No importaba cuánto se enfureciera Fabio.
Al final, terminaron bloqueados de regreso en Irlanda, y él sentía que le iba a estallar el pecho de puro coraje.
La expresión de Lavinia era peor aún. Desde que supo que no podían salir de Irlanda, su ánimo se desmoronó por completo.
—¿Entonces ya estamos de vuelta en Irlanda, cierto? —preguntó, con voz temblorosa.
El copiloto asintió con la cabeza.
La cara de Lavinia, que ya lucía mal, se volvió aún más sombría.
—Hermano, yo no quiero estar en este país, ¡quiero irme, quiero regresar ya!
Antes, ella estaba empeñada en venir a buscarle problemas a Andrea; ahora, lo único que deseaba era salir de ahí cuanto antes.
Fabio, con el ceño fruncido, miró al copiloto.
—¿No hay otra ruta?
—Sí la hay, pero como no la solicitamos antes, ahora hay que regresar al aeropuerto primero.
El tema de las rutas aéreas, especialmente en vuelos largos, no es algo que se pueda cambiar así nada más.
Y menos tratándose de un vuelo privado; para despegar, hay que pedir la ruta con anticipación.
Al escuchar que tenían que regresar al aeropuerto de la capital irlandesa, Lavinia se puso más nerviosa.
—¡No, no podemos volver!
Lo último que quería era regresar a ese lugar.
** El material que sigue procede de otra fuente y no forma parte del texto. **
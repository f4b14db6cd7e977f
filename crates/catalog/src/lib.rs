//! Client-side catalog state: filtering, search and pagination over a
//! fetched template snapshot.

pub mod criteria;
pub mod engine;
pub mod escape;
pub mod filter;
pub mod pagination;

pub use criteria::{FilterCriteria, FilterPatch, PowerInput, ANY, POWER_CEILING, POWER_FLOOR};
pub use engine::{CatalogStateEngine, CatalogSubscription, CatalogView};
pub use escape::{escape_html, strip_control, CardTile, ListingRow};
pub use filter::apply_filters;
pub use pagination::{paginate, Page, PaginationState, ITEMS_PER_PAGE};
Sabía perfectamente que, si lo hacía, ahí sí se acababa todo para ella.
Fabio le lanzó una mirada dura al copiloto.
—¿Es forzoso regresar primero?
El copiloto asintió.
—Así es.
Fabio masculló entre dientes, con una furia contenida:
—¿Qué demonios le pasa a Bastien? Él me juró que lograríamos regresar a Puerto San Rafael.
Le había dado todo tipo de favores, incluso toda la Villa Monte Carmelo había pasado a manos de Bastien.
¿Y ahora le salían con que estaban bloqueados en Irlanda otra vez?
¿A esto le llamaban cumplir?
El copiloto murmuró algunas palabras más, repitiendo que no había opción, que tenían que volver al aeropuerto de la capital, y después regresó a la cabina.
Fabio sentía la cara tensa de la rabia.
Se volvió hacia Lucio, que no había abierto la boca en todo el tiempo.
—¿Tienes alguna idea?
Lucio negó con la cabeza.
—Así como están las cosas, no hay nada que hacer.
Ahí, en pleno vuelo, ¿qué solución podía haber?